Minister for Foreign Affairs
- In office 10 September 2019 – 18 October 2022
- Monarch: Carl XVI Gustaf
- Prime Minister: Stefan Löfven Magdalena Andersson
- Preceded by: Margot Wallström
- Succeeded by: Tobias Billström

Chairperson-in-Office of the Organization for Security and Co-operation in Europe
- In office 1 January 2021 – 1 January 2022
- Preceded by: Edi Rama
- Succeeded by: Zbigniew Rau

Minister for Nordic Cooperation
- In office 21 January 2019 – 10 September 2019
- Prime Minister: Stefan Löfven
- Preceded by: Margot Wallström
- Succeeded by: Anna Hallberg

Minister of Foreign Trade
- In office 25 May 2016 – 10 September 2019
- Prime Minister: Stefan Löfven
- Preceded by: Mikael Damberg
- Succeeded by: Anna Hallberg

Minister for EU Affairs
- In office 25 May 2016 – 21 January 2019
- Prime Minister: Stefan Löfven
- Preceded by: Birgitta Ohlsson (2010–14)
- Succeeded by: Hans Dahlgren

Personal details
- Born: Ann Christin Linde 4 December 1961 (age 64) Helsingborg, Sweden
- Party: Social Democratic Party
- Spouse: Mats Eriksson ​(m. 1989)​
- Children: 2
- Occupation: Politician

= Ann Linde =

Swedish politician (born 1961)

Ann Christin Linde (born 4 December 1961) is a Swedish politician of the Social Democratic Party who served as Minister for Foreign Affairs in the government of Prime Minister Stefan Löfven and Magdalena Andersson from 2019 to 2022.

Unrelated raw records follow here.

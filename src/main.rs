use std::process::ExitCode;
use std::sync::Arc;
use std::time::Duration;

use clap::{Parser, Subcommand};
use tokio::net::TcpListener;
use tracing::{error, info};

use ayurveda_research::{
    config::Config, create_router, utils::init_logger, AppState, RequestOptions, ResearchPipeline,
};

#[derive(Parser)]
#[command(name = "ayurveda-research", version, about = "Evidence reports on Ayurveda from PubMed")]
struct Cli {
    #[command(subcommand)]
    command: Command,
}

#[derive(Subcommand)]
enum Command {
    /// Answer one question and print the markdown report
    Ask {
        /// The research question
        query: String,
        /// Give up after this many seconds
        #[arg(long)]
        timeout_secs: Option<u64>,
    },
    /// Run the HTTP API
    Serve,
}

#[tokio::main]
async fn main() -> ExitCode {
    let cli = Cli::parse();

    let config = match Config::from_env().and_then(|c| c.validate().map(|_| c)) {
        Ok(config) => config,
        Err(e) => {
            eprintln!("Configuration error: {:#}", e);
            return ExitCode::FAILURE;
        }
    };
    let _guard = init_logger(config.logging.directory.as_deref());

    let result = match cli.command {
        Command::Ask { query, timeout_secs } => ask(&config, &query, timeout_secs).await,
        Command::Serve => serve(config).await,
    };

    match result {
        Ok(()) => ExitCode::SUCCESS,
        Err(e) => {
            error!("{:#}", e);
            eprintln!("Error: {:#}", e);
            ExitCode::FAILURE
        }
    }
}

async fn ask(config: &Config, query: &str, timeout_secs: Option<u64>) -> anyhow::Result<()> {
    let pipeline = ResearchPipeline::from_config(config)?;
    let options = timeout_secs
        .map(|secs| RequestOptions::with_deadline(Duration::from_secs(secs)))
        .unwrap_or_default();

    let report = pipeline.answer_with(query, options).await?;
    println!("{}", report);
    Ok(())
}

async fn serve(config: Config) -> anyhow::Result<()> {
    let pipeline = Arc::new(ResearchPipeline::from_config(&config)?);
    let state = AppState {
        pipeline,
        config: config.clone(),
    };

    let app = create_router(state);

    let addr = format!("{}:{}", config.server.host, config.server.port);
    info!("Server listening on {}", addr);

    let listener = TcpListener::bind(&addr).await?;
    axum::serve(listener, app)
        .await
        .map_err(|e| anyhow::anyhow!("Server error: {}", e))?;

    Ok(())
}
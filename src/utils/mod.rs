// Utility functions

pub mod logger;
pub mod retry;

pub use logger::*;
pub use retry::*;
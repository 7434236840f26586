//! Moderation request construction and verdict interpretation.

use std::collections::BTreeMap;

use chrono::{DateTime, SecondsFormat, Utc};
use chrono_tz::Tz;
use serde::{Deserialize, Serialize};
use tracing::warn;

use crate::event::InboundEvent;

/// Category tag sent with every request unless configured otherwise.
pub const DEFAULT_CATEGORY: &str = "sms";

/// Zone used for request timestamps when the event carries no usable timezone.
pub const DEFAULT_TIMEZONE: Tz = chrono_tz::America::Chicago;

const ATTR_USER_ID: &str = "user-id";
const ATTR_MEDIA_URL: &str = "media-url";
const ATTR_REGION: &str = "region";

/// Body of a moderation webhook call.
#[derive(Debug, Clone, PartialEq, Eq, Serialize, Deserialize)]
pub struct ModerationRequest {
    /// RFC 3339 time of submission, in the sender's zone.
    pub timestamp: String,
    /// Category tag (e.g. `"sms"`).
    pub category: String,
    /// The content under review.
    pub content: ModerationContent,
}

/// Content block of a [`ModerationRequest`].
#[derive(Debug, Clone, PartialEq, Eq, Serialize, Deserialize)]
pub struct ModerationContent {
    /// Message identifier.
    pub id: String,
    /// Message text.
    pub text: String,
    /// Free-form metadata about the sender and message.
    pub attributes: BTreeMap<String, String>,
}

/// Which metadata to attach to a request.
#[derive(Debug, Clone, Default, PartialEq, Eq)]
pub enum AttributeProfile {
    /// Sender id, media URL and the carrier-reported region.
    #[default]
    Locality,
    /// Sender id, media URL and fixed metadata pairs. Fixed pairs win
    /// over derived ones with the same key.
    Static(BTreeMap<String, String>),
}

/// How moderation requests are built for a deployment.
#[derive(Debug, Clone, PartialEq, Eq)]
pub struct ModerationProfile {
    /// Category tag.
    pub category: String,
    /// Attribute selection.
    pub attributes: AttributeProfile,
    /// Fallback zone for timestamps.
    pub default_timezone: Tz,
}

impl Default for ModerationProfile {
    fn default() -> Self {
        Self {
            category: DEFAULT_CATEGORY.to_string(),
            attributes: AttributeProfile::default(),
            default_timezone: DEFAULT_TIMEZONE,
        }
    }
}

impl ModerationProfile {
    /// Profile attaching fixed metadata instead of locality.
    pub fn with_static_attributes(attributes: BTreeMap<String, String>) -> Self {
        Self {
            attributes: AttributeProfile::Static(attributes),
            ..Default::default()
        }
    }

    /// Build a request for `event`, timestamped now.
    pub fn build_request(&self, event: &InboundEvent) -> ModerationRequest {
        self.build_request_at(event, Utc::now())
    }

    /// Build a request for `event`, timestamped at `now`.
    pub fn build_request_at(&self, event: &InboundEvent, now: DateTime<Utc>) -> ModerationRequest {
        let tz = resolve_timezone(event.timezone.as_deref(), self.default_timezone);
        let timestamp = now
            .with_timezone(&tz)
            .to_rfc3339_opts(SecondsFormat::Secs, false);

        let mut attributes = BTreeMap::new();
        attributes.insert(ATTR_USER_ID.to_string(), event.sender.clone());
        if let Some(ref url) = event.media_url {
            attributes.insert(ATTR_MEDIA_URL.to_string(), url.clone());
        }

        match &self.attributes {
            AttributeProfile::Locality => {
                if let Some(region) = event.region() {
                    attributes.insert(ATTR_REGION.to_string(), region);
                }
            }
            AttributeProfile::Static(fixed) => {
                attributes.extend(fixed.iter().map(|(k, v)| (k.clone(), v.clone())));
            }
        }

        ModerationRequest {
            timestamp,
            category: self.category.clone(),
            content: ModerationContent {
                id: event.message_sid.clone(),
                text: event.body.clone(),
                attributes,
            },
        }
    }
}

/// Resolve an IANA zone name, falling back when it is absent or unknown.
pub fn resolve_timezone(name: Option<&str>, fallback: Tz) -> Tz {
    match name.map(str::trim).filter(|s| !s.is_empty()) {
        Some(name) => name.parse::<Tz>().unwrap_or_else(|_| {
            warn!("Unknown timezone {:?}, using {}", name, fallback.name());
            fallback
        }),
        None => fallback,
    }
}

/// The moderation service's answer.
///
/// `behaviors` maps each policy category to whether it was triggered.
/// Any other shape is rejected at deserialization time.
#[derive(Debug, Clone, Default, PartialEq, Eq, Serialize, Deserialize)]
pub struct ModerationVerdict {
    /// Policy category -> triggered.
    pub behaviors: BTreeMap<String, bool>,
}

impl ModerationVerdict {
    /// Whether any category was triggered.
    pub fn is_violation(&self) -> bool {
        self.behaviors.values().any(|&flagged| flagged)
    }

    /// Triggered categories, in sorted order.
    pub fn flagged(&self) -> Vec<&str> {
        self.behaviors
            .iter()
            .filter(|(_, flagged)| **flagged)
            .map(|(name, _)| name.as_str())
            .collect()
    }

    /// Human-readable reason for a block, e.g. `"content (hate, spam)"`.
    pub fn reason(&self) -> String {
        let flagged = self.flagged();
        if flagged.is_empty() {
            "content".to_string()
        } else {
            format!("content ({})", flagged.join(", "))
        }
    }
}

Linde previously served as Minister of Foreign Trade and Minister for Nordic Cooperation. Before that, she was the Minister for European Union Affairs and Trade for the Löfven Cabinet from 25 May 2016.

==Political career==
Throughout the 1990s, Linde worked in government offices, including as the Ministry Secretary of Civil Affairs and the political advisor of the EU and Trade Minister Mats Hellström of Foreign Affairs and of Defense Minister Björn von Sydow on Ministry of Defence.

Linde worked as international secretary at the Social Democratic Party in Sweden from 2000 to 2013. From 2013 to 2014, she was the head of the International Department of the European Socialist Party (PES) in Brussels, an umbrella organization for all social-democratic parties in the EU.

From 2014 until 2016, Linde served as State Secretary for the Ministry of Justice In this capacity, she worked with Interior Minister Anders Ygeman.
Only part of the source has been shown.